▶ _WHAT YOU WILL DO_:
Take the entries below and print only the lines from the one with "let attributes = &vm_input.arguments[2];" through the one with "let token_key = dct_token_key(token_id);", exactly as they stand, both ends included.

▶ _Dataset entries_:

* * *

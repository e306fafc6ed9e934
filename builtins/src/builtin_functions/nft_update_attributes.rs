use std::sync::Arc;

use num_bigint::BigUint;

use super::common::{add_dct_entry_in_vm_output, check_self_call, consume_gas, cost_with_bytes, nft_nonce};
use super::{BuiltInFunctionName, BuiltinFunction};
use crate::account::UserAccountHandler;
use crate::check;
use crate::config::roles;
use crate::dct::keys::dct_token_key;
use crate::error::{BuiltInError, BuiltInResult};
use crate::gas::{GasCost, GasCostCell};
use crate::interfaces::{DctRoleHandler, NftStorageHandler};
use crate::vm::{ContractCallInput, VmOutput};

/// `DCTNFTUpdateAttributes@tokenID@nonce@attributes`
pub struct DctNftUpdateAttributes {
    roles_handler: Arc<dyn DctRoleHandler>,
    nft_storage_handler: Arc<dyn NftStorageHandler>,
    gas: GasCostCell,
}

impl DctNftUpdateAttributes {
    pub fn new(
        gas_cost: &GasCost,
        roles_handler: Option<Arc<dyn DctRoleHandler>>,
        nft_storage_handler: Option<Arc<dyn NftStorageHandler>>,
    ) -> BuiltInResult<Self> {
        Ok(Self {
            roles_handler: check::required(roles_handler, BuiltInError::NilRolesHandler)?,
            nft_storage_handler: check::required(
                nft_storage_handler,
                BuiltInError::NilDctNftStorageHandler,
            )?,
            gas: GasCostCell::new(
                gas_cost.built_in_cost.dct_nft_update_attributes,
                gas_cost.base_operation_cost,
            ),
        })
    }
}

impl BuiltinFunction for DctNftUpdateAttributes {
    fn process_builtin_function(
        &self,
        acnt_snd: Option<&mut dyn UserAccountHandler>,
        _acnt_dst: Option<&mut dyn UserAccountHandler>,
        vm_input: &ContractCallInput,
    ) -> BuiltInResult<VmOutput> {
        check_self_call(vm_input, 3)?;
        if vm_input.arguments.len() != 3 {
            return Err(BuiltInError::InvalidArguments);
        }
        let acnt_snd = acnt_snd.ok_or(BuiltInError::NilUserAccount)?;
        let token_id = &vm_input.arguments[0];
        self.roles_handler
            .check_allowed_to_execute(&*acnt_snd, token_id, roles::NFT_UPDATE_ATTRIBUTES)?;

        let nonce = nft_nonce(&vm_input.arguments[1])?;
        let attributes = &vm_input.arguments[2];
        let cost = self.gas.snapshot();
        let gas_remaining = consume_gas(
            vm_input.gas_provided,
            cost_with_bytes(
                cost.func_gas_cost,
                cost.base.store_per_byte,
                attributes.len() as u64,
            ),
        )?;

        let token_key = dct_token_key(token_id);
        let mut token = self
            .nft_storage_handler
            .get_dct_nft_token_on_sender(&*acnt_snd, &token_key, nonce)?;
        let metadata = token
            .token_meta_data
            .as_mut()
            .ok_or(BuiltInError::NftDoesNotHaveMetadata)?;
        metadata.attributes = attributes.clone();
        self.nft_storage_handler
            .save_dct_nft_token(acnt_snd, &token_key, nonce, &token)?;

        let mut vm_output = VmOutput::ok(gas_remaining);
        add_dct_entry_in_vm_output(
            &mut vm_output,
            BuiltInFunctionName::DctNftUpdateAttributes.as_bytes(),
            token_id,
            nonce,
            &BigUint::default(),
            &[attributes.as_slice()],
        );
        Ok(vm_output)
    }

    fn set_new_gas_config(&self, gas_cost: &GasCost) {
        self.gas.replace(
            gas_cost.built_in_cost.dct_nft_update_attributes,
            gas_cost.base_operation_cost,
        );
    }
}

* * *

▶ _OUTPUT OF THE TASK_:
        let attributes = &vm_input.arguments[2];
        let cost = self.gas.snapshot();
        let gas_remaining = consume_gas(
            vm_input.gas_provided,
            cost_with_bytes(
                cost.func_gas_cost,
                cost.base.store_per_byte,
                attributes.len() as u64,
            ),
        )?;

        let token_key = dct_token_key(token_id);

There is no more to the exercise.